## EXERCISE PROMPT
Copy each line of the entries that includes the word "VAlign".

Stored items

◇ ◇ ◇ ◇ ◇

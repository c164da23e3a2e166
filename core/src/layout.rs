use geo::{BoundingRect, Centroid, Coord, MultiPolygon, Point, Rect, Scale, Translate};

/// An off-map territory redrawn as a scaled inset (Alaska, Hawaii).
#[derive(Debug, Clone)]
pub struct InsetSpec {
    pub name: String,
    /// Shrink factor applied about the territory's own centroid.
    pub scale: f64,
    /// Anchor offset in map units, chained from the previous inset's anchor
    /// (the first inset offsets from the reference territory's southwest
    /// corner).
    pub offset: (f64, f64),
}

/// Tunable layout constants. `Default` reproduces the production map.
#[derive(Debug, Clone)]
pub struct LayoutParams {
    /// Abbreviation size for the smallest continental territory.
    pub min_abbr_size: f64,
    /// Abbreviation size for the largest continental territory.
    pub max_abbr_size: f64,
    /// Abbreviation size inside insets, which opt out of area scaling.
    pub inset_abbr_size: f64,
    /// Leader-line length budget; labels sit half this distance outside the
    /// region's bounding box.
    pub label_offset: f64,
    /// Territory whose bounding box anchors the inset chain.
    pub reference_territory: String,
    pub insets: Vec<InsetSpec>,
}

impl Default for LayoutParams {
    fn default() -> Self {
        Self {
            min_abbr_size: 6.0,
            max_abbr_size: 12.0,
            inset_abbr_size: 8.0,
            label_offset: 400_000.0,
            reference_territory: "California".to_owned(),
            insets: vec![
                InsetSpec {
                    name: "Alaska".to_owned(),
                    scale: 0.3,
                    offset: (-3_000_000.0, -2_000_000.0),
                },
                InsetSpec {
                    name: "Hawaii".to_owned(),
                    scale: 0.8,
                    offset: (2_500_000.0, 0.0),
                },
            ],
        }
    }
}

impl LayoutParams {
    pub fn is_inset(&self, name: &str) -> bool {
        self.insets.iter().any(|inset| inset.name == name)
    }
}

/// Interpolate an abbreviation font size from a territory's area.
///
/// Linear between `min_abbr_size` and `max_abbr_size` over the observed
/// area range; a degenerate range (single territory) pins everything to the
/// minimum size.
pub fn abbr_font_size(area: f64, min_area: f64, max_area: f64, params: &LayoutParams) -> f64 {
    let span = max_area - min_area;
    let factor = if span > 0.0 {
        ((area - min_area) / span).clamp(0.0, 1.0)
    } else {
        0.0
    };
    params.min_abbr_size + factor * (params.max_abbr_size - params.min_abbr_size)
}

/// Resolve each inset's anchor point by walking the offset chain from the
/// reference territory's southwest corner.
pub fn inset_anchors<'a>(
    reference_bounds: &Rect<f64>,
    insets: &'a [InsetSpec],
) -> Vec<(&'a InsetSpec, Point<f64>)> {
    let mut anchors = Vec::with_capacity(insets.len());
    let mut cursor = Point::new(reference_bounds.min().x, reference_bounds.min().y);
    for inset in insets {
        cursor = Point::new(cursor.x() + inset.offset.0, cursor.y() + inset.offset.1);
        anchors.push((inset, cursor));
    }
    anchors
}

/// Scale a geometry about its own centroid, then move it so the scaled
/// centroid lands exactly on `anchor`. Returns `None` for geometry with no
/// defined centroid.
pub fn place_inset(
    geometry: &MultiPolygon<f64>,
    scale: f64,
    anchor: Point<f64>,
) -> Option<MultiPolygon<f64>> {
    let centroid = geometry.centroid()?;
    let scaled = geometry.scale_around_point(scale, scale, centroid);
    Some(scaled.translate(anchor.x() - centroid.x(), anchor.y() - centroid.y()))
}

/// Which side of the anchor the label text extends toward.
#[derive(Debug, Clone, Copy, PartialEq, Eq)]
pub enum HAlign {
    /// Anchor sits at the left edge of the text.
    Left,
    /// Anchor sits at the right edge of the text.
    Right,
}

/// Which edge of the text block the anchor pins.
#[derive(Debug, Clone, Copy, PartialEq, Eq)]
pub enum VAlign {
    /// Anchor at the top; lines run downward.
    Top,
    /// Anchor at the bottom; the block sits above it.
    Bottom,
}

/// A resolved region label: where the leader line starts and ends, and how
/// the text hangs off the outer end.
#[derive(Debug, Clone, PartialEq)]
pub struct LabelPlacement {
    /// Area-weighted centroid of the region's continental territories.
    pub centroid: Point<f64>,
    /// Outer end of the leader line; the text block attaches here.
    pub anchor: Point<f64>,
    pub h_align: HAlign,
    pub v_align: VAlign,
}

/// Place a region's callout label outside its bounding box, pushed away
/// from the map center so labels fan outward.
///
/// `geometries` are the region's continental territories; an empty slice
/// (a region living entirely in insets or naming nothing drawable) yields
/// `None` and the region goes unlabeled.
pub fn region_label(
    geometries: &[&MultiPolygon<f64>],
    map_bounds: &Rect<f64>,
    params: &LayoutParams,
) -> Option<LabelPlacement> {
    let polygons: Vec<_> = geometries
        .iter()
        .flat_map(|geometry| geometry.0.iter().cloned())
        .collect();
    if polygons.is_empty() {
        return None;
    }
    // Territories never overlap, so the concatenated multipolygon has the
    // same centroid and bounds as the true union.
    let combined = MultiPolygon(polygons);
    let centroid = combined.centroid()?;
    let bounds = combined.bounding_rect()?;

    let center = map_bounds.center();
    let half = params.label_offset / 2.0;
    let (x, h_align) = if centroid.x() < center.x {
        (bounds.min().x - half, HAlign::Right)
    } else {
        (bounds.max().x + half, HAlign::Left)
    };
    let (y, v_align) = if centroid.y() < center.y {
        (bounds.min().y - half, VAlign::Top)
    } else {
        (bounds.max().y + half, VAlign::Bottom)
    };

    Some(LabelPlacement {
        centroid,
        anchor: Point::new(x, y),
        h_align,
        v_align,
    })
}

/// Bounding box of a whole set of geometries.
pub fn combined_bounds<'a, I>(geometries: I) -> Option<Rect<f64>>
where
    I: IntoIterator<Item = &'a MultiPolygon<f64>>,
{
    let mut bounds: Option<Rect<f64>> = None;
    for geometry in geometries {
        let Some(rect) = geometry.bounding_rect() else {
            continue;
        };
        bounds = Some(match bounds {
            None => rect,
            Some(acc) => Rect::new(
                Coord {
                    x: acc.min().x.min(rect.min().x),
                    y: acc.min().y.min(rect.min().y),
                },
                Coord {
                    x: acc.max().x.max(rect.max().x),
                    y: acc.max().y.max(rect.max().y),
                },
            ),
        });
    }
    bounds
}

◇ ◇ ◇ ◇ ◇

## WRITTEN ANSWER
pub enum VAlign {
    pub v_align: VAlign,
        (bounds.min().y - half, VAlign::Top)
        (bounds.max().y + half, VAlign::Bottom)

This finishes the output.